[Opening DATA PROVIDED section]

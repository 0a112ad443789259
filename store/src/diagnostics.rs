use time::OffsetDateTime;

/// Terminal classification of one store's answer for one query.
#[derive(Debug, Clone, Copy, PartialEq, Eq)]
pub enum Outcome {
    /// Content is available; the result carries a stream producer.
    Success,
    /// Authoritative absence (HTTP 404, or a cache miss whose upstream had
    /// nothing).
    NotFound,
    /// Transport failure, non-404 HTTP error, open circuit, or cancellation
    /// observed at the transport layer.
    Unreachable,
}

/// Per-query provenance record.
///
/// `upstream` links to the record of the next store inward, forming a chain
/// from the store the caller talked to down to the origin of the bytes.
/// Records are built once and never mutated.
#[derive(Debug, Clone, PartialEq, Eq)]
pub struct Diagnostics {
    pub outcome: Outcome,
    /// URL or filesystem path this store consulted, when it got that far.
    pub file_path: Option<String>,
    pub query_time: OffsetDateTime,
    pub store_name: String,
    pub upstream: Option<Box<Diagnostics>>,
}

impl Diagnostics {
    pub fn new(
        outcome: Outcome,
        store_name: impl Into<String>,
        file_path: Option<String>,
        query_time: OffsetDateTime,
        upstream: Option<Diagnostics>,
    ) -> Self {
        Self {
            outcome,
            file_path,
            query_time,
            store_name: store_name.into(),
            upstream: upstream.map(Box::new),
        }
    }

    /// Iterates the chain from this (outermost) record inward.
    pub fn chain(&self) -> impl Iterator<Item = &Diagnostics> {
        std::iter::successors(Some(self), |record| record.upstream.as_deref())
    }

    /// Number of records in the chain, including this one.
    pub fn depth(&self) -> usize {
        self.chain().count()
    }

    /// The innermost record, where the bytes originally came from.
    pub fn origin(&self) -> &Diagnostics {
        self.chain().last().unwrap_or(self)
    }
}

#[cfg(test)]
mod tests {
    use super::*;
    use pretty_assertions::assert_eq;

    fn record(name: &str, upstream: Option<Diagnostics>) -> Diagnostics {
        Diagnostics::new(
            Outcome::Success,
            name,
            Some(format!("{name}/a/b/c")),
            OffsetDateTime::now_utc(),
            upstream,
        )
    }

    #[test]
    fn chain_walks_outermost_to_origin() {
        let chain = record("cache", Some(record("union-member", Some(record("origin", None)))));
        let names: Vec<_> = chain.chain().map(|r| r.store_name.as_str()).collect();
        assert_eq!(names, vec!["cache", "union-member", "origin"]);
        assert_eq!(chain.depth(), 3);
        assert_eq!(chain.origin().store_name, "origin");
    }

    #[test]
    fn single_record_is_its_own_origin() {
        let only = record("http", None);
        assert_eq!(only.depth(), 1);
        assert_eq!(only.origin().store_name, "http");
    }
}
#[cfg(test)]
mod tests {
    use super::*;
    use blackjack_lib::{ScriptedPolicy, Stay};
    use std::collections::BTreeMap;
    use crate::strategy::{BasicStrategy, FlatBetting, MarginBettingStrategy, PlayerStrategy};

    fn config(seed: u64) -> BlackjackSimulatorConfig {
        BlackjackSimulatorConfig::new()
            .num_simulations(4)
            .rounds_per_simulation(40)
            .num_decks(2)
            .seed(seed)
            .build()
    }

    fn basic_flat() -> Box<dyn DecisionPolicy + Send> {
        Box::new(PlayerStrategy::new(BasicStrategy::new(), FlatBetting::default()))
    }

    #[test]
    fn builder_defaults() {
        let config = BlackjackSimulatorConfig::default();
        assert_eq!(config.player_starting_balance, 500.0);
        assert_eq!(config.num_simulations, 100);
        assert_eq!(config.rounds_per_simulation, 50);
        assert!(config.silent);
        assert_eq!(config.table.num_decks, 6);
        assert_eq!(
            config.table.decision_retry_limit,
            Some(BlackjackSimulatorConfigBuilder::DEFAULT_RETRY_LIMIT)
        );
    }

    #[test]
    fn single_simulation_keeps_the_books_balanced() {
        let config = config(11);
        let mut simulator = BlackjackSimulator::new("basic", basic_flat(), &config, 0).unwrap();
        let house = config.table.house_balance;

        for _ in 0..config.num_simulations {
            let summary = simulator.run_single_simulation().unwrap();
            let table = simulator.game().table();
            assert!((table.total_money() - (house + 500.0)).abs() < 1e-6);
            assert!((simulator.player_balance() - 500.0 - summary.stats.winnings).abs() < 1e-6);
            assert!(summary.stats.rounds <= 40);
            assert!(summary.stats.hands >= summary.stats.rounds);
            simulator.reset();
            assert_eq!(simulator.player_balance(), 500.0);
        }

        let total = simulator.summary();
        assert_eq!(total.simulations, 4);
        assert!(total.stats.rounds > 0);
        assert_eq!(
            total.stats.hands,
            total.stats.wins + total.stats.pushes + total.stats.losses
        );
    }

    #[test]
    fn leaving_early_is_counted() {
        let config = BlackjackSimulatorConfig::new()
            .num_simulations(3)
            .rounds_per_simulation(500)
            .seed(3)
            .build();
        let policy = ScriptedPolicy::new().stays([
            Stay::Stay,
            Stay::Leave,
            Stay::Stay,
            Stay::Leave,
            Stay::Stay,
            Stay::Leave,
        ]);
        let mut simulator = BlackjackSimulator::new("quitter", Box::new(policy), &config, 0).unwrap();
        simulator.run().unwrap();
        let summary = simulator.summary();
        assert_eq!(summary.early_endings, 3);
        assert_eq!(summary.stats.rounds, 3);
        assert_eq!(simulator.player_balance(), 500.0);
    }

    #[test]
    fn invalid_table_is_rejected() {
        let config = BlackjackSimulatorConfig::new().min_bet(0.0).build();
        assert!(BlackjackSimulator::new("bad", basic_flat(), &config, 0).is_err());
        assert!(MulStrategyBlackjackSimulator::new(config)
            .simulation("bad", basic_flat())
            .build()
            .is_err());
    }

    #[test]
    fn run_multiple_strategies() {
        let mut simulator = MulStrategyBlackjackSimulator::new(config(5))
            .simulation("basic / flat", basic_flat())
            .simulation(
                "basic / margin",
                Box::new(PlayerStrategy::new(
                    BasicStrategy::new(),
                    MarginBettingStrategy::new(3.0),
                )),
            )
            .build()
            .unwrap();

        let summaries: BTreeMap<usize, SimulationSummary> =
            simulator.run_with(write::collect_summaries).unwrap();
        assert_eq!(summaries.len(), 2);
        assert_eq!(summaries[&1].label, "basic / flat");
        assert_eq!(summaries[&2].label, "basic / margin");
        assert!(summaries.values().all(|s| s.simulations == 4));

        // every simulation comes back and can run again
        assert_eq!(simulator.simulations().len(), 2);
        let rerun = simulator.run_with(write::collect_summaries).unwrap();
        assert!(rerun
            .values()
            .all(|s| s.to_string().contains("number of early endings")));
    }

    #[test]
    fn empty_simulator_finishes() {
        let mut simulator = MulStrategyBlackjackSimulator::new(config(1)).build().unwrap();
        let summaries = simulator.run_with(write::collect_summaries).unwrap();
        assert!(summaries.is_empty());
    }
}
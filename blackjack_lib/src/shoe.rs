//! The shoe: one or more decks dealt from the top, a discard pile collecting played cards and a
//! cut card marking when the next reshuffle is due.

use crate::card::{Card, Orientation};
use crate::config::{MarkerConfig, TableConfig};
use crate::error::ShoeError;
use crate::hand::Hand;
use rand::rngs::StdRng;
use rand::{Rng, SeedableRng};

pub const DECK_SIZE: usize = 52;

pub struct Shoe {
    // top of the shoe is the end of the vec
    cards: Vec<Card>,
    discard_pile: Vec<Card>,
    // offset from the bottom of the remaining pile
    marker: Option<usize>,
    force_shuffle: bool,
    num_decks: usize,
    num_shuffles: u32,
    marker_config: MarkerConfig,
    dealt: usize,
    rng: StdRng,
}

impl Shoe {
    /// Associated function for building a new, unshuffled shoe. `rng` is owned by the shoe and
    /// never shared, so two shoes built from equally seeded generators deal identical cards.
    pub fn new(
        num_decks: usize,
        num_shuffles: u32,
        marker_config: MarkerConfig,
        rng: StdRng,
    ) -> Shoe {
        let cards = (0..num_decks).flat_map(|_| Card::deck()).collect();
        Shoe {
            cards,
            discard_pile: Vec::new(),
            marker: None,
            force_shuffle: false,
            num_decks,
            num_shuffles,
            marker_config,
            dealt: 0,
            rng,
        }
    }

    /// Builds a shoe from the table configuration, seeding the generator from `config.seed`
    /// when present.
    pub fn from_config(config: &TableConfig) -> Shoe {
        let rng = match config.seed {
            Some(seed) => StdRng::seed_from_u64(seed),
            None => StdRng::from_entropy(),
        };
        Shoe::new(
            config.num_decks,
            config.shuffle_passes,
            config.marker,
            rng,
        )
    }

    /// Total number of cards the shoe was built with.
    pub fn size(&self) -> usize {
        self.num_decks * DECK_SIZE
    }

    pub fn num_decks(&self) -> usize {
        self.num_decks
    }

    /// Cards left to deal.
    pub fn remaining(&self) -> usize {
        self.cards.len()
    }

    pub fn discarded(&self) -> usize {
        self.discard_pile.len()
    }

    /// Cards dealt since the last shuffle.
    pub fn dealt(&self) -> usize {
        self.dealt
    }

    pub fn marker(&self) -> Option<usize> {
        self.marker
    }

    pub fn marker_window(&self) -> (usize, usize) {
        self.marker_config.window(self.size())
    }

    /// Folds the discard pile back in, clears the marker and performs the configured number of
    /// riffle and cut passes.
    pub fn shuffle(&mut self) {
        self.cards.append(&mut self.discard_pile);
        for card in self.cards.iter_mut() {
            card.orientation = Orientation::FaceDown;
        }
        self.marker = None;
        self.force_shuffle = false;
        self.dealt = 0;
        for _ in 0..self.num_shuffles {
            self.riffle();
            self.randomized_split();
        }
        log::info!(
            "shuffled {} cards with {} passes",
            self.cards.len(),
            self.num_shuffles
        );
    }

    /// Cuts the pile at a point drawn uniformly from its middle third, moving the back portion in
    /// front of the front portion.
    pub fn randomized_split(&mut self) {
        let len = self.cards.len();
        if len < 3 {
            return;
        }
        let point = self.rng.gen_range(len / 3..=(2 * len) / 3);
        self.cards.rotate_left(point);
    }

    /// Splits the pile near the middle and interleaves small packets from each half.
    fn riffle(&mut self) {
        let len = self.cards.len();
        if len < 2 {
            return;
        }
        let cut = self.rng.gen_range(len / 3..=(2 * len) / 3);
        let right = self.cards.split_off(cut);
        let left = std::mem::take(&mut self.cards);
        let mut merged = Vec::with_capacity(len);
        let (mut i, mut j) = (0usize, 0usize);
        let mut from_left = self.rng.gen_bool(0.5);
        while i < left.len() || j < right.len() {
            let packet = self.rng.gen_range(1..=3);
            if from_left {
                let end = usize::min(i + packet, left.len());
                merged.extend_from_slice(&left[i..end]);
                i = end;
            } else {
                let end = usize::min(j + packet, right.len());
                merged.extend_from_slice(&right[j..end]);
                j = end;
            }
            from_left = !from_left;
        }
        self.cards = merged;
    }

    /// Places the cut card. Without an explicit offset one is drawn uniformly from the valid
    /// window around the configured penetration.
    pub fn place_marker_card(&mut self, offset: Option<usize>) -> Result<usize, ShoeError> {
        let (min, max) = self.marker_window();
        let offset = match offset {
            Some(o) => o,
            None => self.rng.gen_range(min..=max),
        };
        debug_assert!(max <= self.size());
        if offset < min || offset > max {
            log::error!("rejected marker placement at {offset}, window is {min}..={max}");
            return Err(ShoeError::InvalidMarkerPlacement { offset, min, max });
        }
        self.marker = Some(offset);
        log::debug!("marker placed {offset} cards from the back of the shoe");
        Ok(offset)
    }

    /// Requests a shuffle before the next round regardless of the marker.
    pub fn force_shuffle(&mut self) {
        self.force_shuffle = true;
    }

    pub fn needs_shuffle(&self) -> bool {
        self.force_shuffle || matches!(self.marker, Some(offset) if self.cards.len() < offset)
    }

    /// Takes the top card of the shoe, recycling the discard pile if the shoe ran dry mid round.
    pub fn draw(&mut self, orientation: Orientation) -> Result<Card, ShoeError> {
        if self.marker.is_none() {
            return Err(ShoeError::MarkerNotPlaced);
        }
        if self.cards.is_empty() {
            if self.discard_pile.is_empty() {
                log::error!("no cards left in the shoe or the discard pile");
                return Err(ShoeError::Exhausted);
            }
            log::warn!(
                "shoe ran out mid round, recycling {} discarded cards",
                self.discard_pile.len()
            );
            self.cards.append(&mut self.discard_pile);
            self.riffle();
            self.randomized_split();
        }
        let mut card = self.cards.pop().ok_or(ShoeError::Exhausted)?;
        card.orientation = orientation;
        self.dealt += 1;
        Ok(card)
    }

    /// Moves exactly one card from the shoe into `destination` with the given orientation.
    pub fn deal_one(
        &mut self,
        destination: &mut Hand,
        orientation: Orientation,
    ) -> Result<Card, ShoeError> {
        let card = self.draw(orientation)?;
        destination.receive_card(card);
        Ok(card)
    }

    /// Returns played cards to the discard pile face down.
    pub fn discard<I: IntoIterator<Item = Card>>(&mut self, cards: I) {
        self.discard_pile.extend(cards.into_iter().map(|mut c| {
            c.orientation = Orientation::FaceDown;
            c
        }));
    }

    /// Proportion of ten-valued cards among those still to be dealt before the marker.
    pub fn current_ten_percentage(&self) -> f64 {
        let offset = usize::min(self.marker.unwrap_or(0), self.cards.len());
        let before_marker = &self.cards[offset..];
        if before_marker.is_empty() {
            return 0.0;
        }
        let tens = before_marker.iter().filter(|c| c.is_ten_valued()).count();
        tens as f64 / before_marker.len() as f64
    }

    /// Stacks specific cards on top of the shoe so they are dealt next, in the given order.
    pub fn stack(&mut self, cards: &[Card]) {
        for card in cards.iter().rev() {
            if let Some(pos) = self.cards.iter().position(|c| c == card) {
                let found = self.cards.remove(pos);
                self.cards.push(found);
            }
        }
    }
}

[Closing DATA PROVIDED section]

## PROBLEM DETAILS
The required answer is the run of lines above, starting at the line with "filename store/src/diagnostics.rs" and ending at the line with "originally came from.", reproduced exactly with both ends.

## SOLUTION FOR THIS PROBLEM
filename store/src/diagnostics.rs
use time::OffsetDateTime;

/// Terminal classification of one store's answer for one query.
#[derive(Debug, Clone, Copy, PartialEq, Eq)]
pub enum Outcome {
    /// Content is available; the result carries a stream producer.
    Success,
    /// Authoritative absence (HTTP 404, or a cache miss whose upstream had
    /// nothing).
    NotFound,
    /// Transport failure, non-404 HTTP error, open circuit, or cancellation
    /// observed at the transport layer.
    Unreachable,
}

/// Per-query provenance record.
///
/// `upstream` links to the record of the next store inward, forming a chain
/// from the store the caller talked to down to the origin of the bytes.
/// Records are built once and never mutated.
#[derive(Debug, Clone, PartialEq, Eq)]
pub struct Diagnostics {
    pub outcome: Outcome,
    /// URL or filesystem path this store consulted, when it got that far.
    pub file_path: Option<String>,
    pub query_time: OffsetDateTime,
    pub store_name: String,
    pub upstream: Option<Box<Diagnostics>>,
}

impl Diagnostics {
    pub fn new(
        outcome: Outcome,
        store_name: impl Into<String>,
        file_path: Option<String>,
        query_time: OffsetDateTime,
        upstream: Option<Diagnostics>,
    ) -> Self {
        Self {
            outcome,
            file_path,
            query_time,
            store_name: store_name.into(),
            upstream: upstream.map(Box::new),
        }
    }

    /// Iterates the chain from this (outermost) record inward.
    pub fn chain(&self) -> impl Iterator<Item = &Diagnostics> {
        std::iter::successors(Some(self), |record| record.upstream.as_deref())
    }

    /// Number of records in the chain, including this one.
    pub fn depth(&self) -> usize {
        self.chain().count()
    }

    /// The innermost record, where the bytes originally came from.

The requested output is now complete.